RECORD SET:

* * * * * * * * *

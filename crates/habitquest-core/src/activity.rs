//! Read-only activity summaries built from the completion history.

use chrono::{Datelike, Days, NaiveDate};
use serde::{Deserialize, Serialize};

use crate::setup::{HABITS_PER_GOAL, SELECTED_GOAL_COUNT};
use crate::streak::CompletionHistory;

/// Entries in the recent activity log.
pub const RECENT_ACTIVITY_LEN: usize = 5;
/// Weeks in the activity heatmap.
pub const HEATMAP_WEEKS: u64 = 5;
/// Denominator for heatmap percentages: every habit slot.
pub const MAX_DAILY_COMPLETIONS: usize = SELECTED_GOAL_COUNT * HABITS_PER_GOAL;

/// Rounded percentage, 0 when `total` is 0.
pub fn percent(done: usize, total: usize) -> u32 {
    if total == 0 {
        return 0;
    }
    ((done as f64 / total as f64) * 100.0).round() as u32
}

#[derive(Debug, Clone, Copy, PartialEq, Eq, Serialize, Deserialize)]
pub struct ActivityEntry {
    pub date: NaiveDate,
    pub count: u32,
}

/// Most recent days with at least one completion, newest first.
pub fn recent_activity(history: &CompletionHistory) -> Vec<ActivityEntry> {
    history
        .iter()
        .rev()
        .filter(|(_, &count)| count > 0)
        .take(RECENT_ACTIVITY_LEN)
        .map(|(&date, &count)| ActivityEntry { date, count })
        .collect()
}

#[derive(Debug, Clone, Copy, PartialEq, Eq, Serialize, Deserialize)]
#[serde(rename_all = "lowercase")]
pub enum Intensity {
    None,
    Low,
    Medium,
    High,
    Full,
}

impl Intensity {
    pub fn from_percent(pct: u32) -> Self {
        match pct {
            0 => Intensity::None,
            1..=33 => Intensity::Low,
            34..=66 => Intensity::Medium,
            67..=99 => Intensity::High,
            _ => Intensity::Full,
        }
    }
}

#[derive(Debug, Clone, Copy, PartialEq, Eq, Serialize, Deserialize)]
pub struct HeatmapCell {
    pub date: NaiveDate,
    pub count: u32,
    pub percent: u32,
    pub intensity: Intensity,
    pub is_today: bool,
    pub is_future: bool,
}

/// Five Monday-aligned weeks of cells, the last one containing `today`.
///
/// Percentages are measured against every habit slot and capped at 100.
pub fn heatmap(history: &CompletionHistory, today: NaiveDate) -> Vec<HeatmapCell> {
    let this_monday = today
        .checked_sub_days(Days::new(u64::from(today.weekday().num_days_from_monday())))
        .unwrap_or(today);
    let start = this_monday
        .checked_sub_days(Days::new((HEATMAP_WEEKS - 1) * 7))
        .unwrap_or(this_monday);

    start
        .iter_days()
        .take((HEATMAP_WEEKS * 7) as usize)
        .map(|date| {
            let count = history.get(&date).copied().unwrap_or(0);
            let pct = percent(count as usize, MAX_DAILY_COMPLETIONS).min(100);
            HeatmapCell {
                date,
                count,
                percent: pct,
                intensity: Intensity::from_percent(pct),
                is_today: date == today,
                is_future: date > today,
            }
        })
        .collect()
}

/// Today's completion share for one selected goal.
#[derive(Debug, Clone, PartialEq, Eq, Serialize, Deserialize)]
pub struct GoalProgress {
    pub goal_index: usize,
    pub goal: String,
    pub completed: usize,
    pub total: usize,
    pub percent: u32,
}
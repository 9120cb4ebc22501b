//! Consecutive-day streak over the completion history.

use chrono::{Days, NaiveDate};
use std::collections::BTreeMap;

/// Per-day completion counts keyed by local calendar date.
pub type CompletionHistory = BTreeMap<NaiveDate, u32>;

/// Count consecutive days ending at `today` whose recorded count is above
/// zero. A missing or zero `today` yields 0.
pub fn current_streak(history: &CompletionHistory, today: NaiveDate) -> u32 {
    let mut streak = 0;
    let mut day = Some(today);
    while let Some(d) = day {
        match history.get(&d) {
            Some(&count) if count > 0 => {
                streak += 1;
                day = d.checked_sub_days(Days::new(1));
            }
            _ => break,
        }
    }
    streak
}

/// First day of the streak ending at `today`, if there is one.
pub fn streak_start(history: &CompletionHistory, today: NaiveDate) -> Option<NaiveDate> {
    let streak = current_streak(history, today);
    if streak == 0 {
        return None;
    }
    today.checked_sub_days(Days::new(u64::from(streak) - 1))
}

#[cfg(test)]
mod tests {
    use super::*;

    fn date(s: &str) -> NaiveDate {
        NaiveDate::parse_from_str(s, "%Y-%m-%d").unwrap()
    }

    fn history(entries: &[(&str, u32)]) -> CompletionHistory {
        entries.iter().map(|(d, c)| (date(d), *c)).collect()
    }

    #[test]
    fn counts_consecutive_days_ending_today() {
        let h = history(&[("2024-01-01", 2), ("2024-01-02", 3)]);
        assert_eq!(current_streak(&h, date("2024-01-02")), 2);
    }

    #[test]
    fn absent_today_breaks_streak() {
        let h = history(&[("2024-01-01", 2), ("2024-01-02", 3)]);
        assert_eq!(current_streak(&h, date("2024-01-03")), 0);
    }

    #[test]
    fn zero_count_day_breaks_streak() {
        let h = history(&[("2024-01-01", 2), ("2024-01-02", 0), ("2024-01-03", 1)]);
        assert_eq!(current_streak(&h, date("2024-01-03")), 1);
    }

    #[test]
    fn streak_crosses_month_and_year_boundaries() {
        let h = history(&[("2023-12-31", 1), ("2024-01-01", 1), ("2024-01-02", 1)]);
        assert_eq!(current_streak(&h, date("2024-01-02")), 3);
    }

    #[test]
    fn start_of_streak() {
        let h = history(&[("2024-03-01", 1), ("2024-03-02", 1), ("2024-03-03", 4)]);
        assert_eq!(streak_start(&h, date("2024-03-03")), Some(date("2024-03-01")));
        assert_eq!(streak_start(&h, date("2024-03-05")), None);
    }
}
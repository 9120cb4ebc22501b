//! Achievement evaluation over derived stats.

use serde::{Deserialize, Serialize};
use std::collections::BTreeSet;

use super::catalog::{self, AchievementDefinition, ManualTrigger, Rule, CATALOG};

/// Derived values the predicate rules are evaluated against.
#[derive(Debug, Clone, Copy, PartialEq, Eq, Default, Serialize, Deserialize)]
pub struct ProgressStats {
    pub streak: u32,
    pub level: u64,
    pub total_completed: u64,
    pub setup_complete: bool,
}

/// Whether `rule` holds for `stats`. Manual rules never hold here.
pub fn rule_satisfied(rule: &Rule, stats: &ProgressStats) -> bool {
    match *rule {
        Rule::StreakThreshold(n) => stats.streak >= n,
        Rule::LevelThreshold(n) => stats.level >= n,
        Rule::LifetimeCountThreshold(n) => stats.total_completed >= n,
        Rule::SetupComplete => stats.setup_complete,
        Rule::Manual(_) => false,
    }
}

/// One catalog entry as the UI shows it.
#[derive(Debug, Clone, PartialEq, Eq, Serialize)]
pub struct AchievementView {
    pub id: &'static str,
    pub name: &'static str,
    pub description: &'static str,
    pub unlocked: bool,
    pub hidden: bool,
}

/// Owns the unlocked set. Ids are only ever added.
#[derive(Debug, Clone, Default, PartialEq, Eq)]
pub struct AchievementEngine {
    unlocked: BTreeSet<String>,
}

impl AchievementEngine {
    pub fn new() -> Self {
        Self::default()
    }

    /// Ids not in the catalog are kept as-is.
    pub fn hydrate<I, S>(ids: I) -> Self
    where
        I: IntoIterator<Item = S>,
        S: Into<String>,
    {
        Self {
            unlocked: ids.into_iter().map(Into::into).collect(),
        }
    }

    pub fn unlocked(&self) -> &BTreeSet<String> {
        &self.unlocked
    }

    pub fn is_unlocked(&self, id: &str) -> bool {
        self.unlocked.contains(id)
    }

    /// Scan locked entries and unlock every predicate rule that now holds.
    pub fn evaluate(&mut self, stats: &ProgressStats) -> Vec<&'static AchievementDefinition> {
        let newly: Vec<_> = CATALOG
            .iter()
            .filter(|a| !self.unlocked.contains(a.id))
            .filter(|a| rule_satisfied(&a.rule, stats))
            .collect();
        for a in &newly {
            self.insert(a);
        }
        newly
    }

    /// Unlock the achievement bound to `trigger`. Returns it only when it
    /// was locked before.
    pub fn trigger(&mut self, trigger: ManualTrigger) -> Option<&'static AchievementDefinition> {
        let achievement = catalog::for_trigger(trigger)?;
        if self.unlocked.contains(achievement.id) {
            return None;
        }
        self.insert(achievement);
        Some(achievement)
    }

    /// Catalog entries in order, masked where hidden and locked.
    pub fn views(&self) -> Vec<AchievementView> {
        CATALOG
            .iter()
            .map(|a| {
                let unlocked = self.is_unlocked(a.id);
                AchievementView {
                    id: a.id,
                    name: a.display_name(unlocked),
                    description: a.display_description(unlocked),
                    unlocked,
                    hidden: a.hidden,
                }
            })
            .collect()
    }

    fn insert(&mut self, achievement: &AchievementDefinition) {
        self.unlocked.insert(achievement.id.to_string());
        tracing::info!(id = achievement.id, name = achievement.name, "achievement unlocked");
    }
}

* * * * * * * * *

PROBLEM REQUIREMENTS: Copy each line from the data that features the string "collections".

REPLY:
use std::collections::BTreeMap;
use std::collections::BTreeSet;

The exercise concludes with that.